- **Stored data**:
********

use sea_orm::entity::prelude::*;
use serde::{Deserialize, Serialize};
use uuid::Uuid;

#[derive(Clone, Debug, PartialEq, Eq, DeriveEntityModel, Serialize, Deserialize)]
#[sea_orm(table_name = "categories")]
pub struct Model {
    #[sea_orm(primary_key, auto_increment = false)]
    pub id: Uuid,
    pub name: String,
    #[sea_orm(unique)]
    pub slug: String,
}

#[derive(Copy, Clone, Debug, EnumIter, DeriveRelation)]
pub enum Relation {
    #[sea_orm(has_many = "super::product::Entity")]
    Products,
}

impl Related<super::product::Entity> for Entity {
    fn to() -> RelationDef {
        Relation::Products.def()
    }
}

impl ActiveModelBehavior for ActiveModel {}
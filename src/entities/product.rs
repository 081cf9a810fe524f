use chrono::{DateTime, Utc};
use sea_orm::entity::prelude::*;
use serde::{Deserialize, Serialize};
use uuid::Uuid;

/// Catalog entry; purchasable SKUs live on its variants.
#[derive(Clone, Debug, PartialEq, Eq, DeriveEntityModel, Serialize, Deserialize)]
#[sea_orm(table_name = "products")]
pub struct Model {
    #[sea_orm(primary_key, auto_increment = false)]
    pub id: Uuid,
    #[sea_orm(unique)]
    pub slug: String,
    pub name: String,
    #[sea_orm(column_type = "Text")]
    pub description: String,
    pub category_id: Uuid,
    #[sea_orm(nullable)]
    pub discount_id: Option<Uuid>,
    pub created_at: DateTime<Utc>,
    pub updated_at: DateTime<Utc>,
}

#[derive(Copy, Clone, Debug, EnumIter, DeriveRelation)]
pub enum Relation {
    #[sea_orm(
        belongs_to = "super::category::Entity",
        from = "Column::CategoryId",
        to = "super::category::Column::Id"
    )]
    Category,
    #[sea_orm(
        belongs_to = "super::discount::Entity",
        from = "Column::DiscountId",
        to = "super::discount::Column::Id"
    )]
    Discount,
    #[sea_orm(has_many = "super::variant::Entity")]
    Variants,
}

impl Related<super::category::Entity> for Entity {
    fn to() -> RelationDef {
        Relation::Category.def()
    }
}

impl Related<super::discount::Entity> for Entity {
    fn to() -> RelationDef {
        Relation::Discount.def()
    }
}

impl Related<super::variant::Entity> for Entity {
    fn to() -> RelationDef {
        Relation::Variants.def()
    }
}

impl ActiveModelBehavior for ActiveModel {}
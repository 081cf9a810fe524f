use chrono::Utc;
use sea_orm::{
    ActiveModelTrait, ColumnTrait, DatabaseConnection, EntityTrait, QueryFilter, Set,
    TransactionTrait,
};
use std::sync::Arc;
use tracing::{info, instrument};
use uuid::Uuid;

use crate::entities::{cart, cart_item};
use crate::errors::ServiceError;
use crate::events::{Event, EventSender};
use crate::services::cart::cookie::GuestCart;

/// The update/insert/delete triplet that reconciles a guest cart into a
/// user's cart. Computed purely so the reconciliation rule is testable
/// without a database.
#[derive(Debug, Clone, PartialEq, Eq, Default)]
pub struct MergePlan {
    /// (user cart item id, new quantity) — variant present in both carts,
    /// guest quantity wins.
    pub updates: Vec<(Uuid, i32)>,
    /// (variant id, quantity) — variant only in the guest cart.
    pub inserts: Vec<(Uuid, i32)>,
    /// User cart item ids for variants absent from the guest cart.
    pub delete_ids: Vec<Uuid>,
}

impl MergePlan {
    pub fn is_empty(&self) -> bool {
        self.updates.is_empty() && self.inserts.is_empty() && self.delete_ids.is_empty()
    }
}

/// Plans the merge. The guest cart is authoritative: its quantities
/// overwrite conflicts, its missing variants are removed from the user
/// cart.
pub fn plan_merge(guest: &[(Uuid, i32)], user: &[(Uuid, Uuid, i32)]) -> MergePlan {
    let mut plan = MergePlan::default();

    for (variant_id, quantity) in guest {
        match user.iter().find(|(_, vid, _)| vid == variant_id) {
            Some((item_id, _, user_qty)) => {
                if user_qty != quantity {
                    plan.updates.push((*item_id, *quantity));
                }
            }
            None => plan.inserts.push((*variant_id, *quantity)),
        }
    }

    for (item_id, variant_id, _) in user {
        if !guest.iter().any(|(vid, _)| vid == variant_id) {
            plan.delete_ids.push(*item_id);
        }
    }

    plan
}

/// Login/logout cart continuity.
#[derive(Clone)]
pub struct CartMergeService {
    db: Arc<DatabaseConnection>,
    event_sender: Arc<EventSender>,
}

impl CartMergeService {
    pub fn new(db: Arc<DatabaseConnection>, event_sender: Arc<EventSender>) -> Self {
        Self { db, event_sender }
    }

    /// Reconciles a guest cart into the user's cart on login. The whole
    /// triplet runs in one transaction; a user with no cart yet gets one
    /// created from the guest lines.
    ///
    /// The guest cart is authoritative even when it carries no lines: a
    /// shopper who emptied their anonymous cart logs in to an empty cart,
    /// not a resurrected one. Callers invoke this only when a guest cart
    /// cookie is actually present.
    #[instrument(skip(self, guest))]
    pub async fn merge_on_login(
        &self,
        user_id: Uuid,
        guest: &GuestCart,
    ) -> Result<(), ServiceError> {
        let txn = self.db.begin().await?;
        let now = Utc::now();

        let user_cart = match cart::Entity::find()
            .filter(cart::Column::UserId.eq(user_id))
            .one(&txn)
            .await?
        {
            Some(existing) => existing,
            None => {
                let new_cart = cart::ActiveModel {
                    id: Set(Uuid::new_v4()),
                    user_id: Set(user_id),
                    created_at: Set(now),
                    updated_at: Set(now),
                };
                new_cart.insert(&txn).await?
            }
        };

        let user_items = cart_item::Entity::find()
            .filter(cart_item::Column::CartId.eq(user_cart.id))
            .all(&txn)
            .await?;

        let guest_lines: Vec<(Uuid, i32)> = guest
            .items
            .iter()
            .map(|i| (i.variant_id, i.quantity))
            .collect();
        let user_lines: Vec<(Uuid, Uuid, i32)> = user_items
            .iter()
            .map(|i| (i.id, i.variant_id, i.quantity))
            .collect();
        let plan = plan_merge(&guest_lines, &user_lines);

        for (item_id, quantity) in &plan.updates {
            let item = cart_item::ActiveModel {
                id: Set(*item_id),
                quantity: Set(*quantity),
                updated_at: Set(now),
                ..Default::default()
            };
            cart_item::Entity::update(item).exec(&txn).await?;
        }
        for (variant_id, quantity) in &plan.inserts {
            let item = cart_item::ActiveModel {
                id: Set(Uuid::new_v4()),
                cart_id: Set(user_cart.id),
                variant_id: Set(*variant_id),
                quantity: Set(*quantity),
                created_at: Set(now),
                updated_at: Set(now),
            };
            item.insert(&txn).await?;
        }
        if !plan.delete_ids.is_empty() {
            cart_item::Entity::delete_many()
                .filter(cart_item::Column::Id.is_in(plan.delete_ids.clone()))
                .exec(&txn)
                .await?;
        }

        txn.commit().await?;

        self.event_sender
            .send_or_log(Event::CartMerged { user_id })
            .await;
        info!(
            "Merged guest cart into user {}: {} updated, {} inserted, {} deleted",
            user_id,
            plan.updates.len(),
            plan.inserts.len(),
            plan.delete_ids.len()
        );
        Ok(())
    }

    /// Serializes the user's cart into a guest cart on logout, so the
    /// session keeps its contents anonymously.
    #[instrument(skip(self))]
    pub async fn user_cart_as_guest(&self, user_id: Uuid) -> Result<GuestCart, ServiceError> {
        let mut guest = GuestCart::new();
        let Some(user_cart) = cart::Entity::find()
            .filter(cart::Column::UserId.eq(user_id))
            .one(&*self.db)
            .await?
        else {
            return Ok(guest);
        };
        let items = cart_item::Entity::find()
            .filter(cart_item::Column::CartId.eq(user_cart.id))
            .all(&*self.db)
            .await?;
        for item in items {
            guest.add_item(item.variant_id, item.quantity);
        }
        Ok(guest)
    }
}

********

- **Task description**:
If a line above contains the word "into", it counts; state how many lines count, and nothing more.

- **Written answer**:
4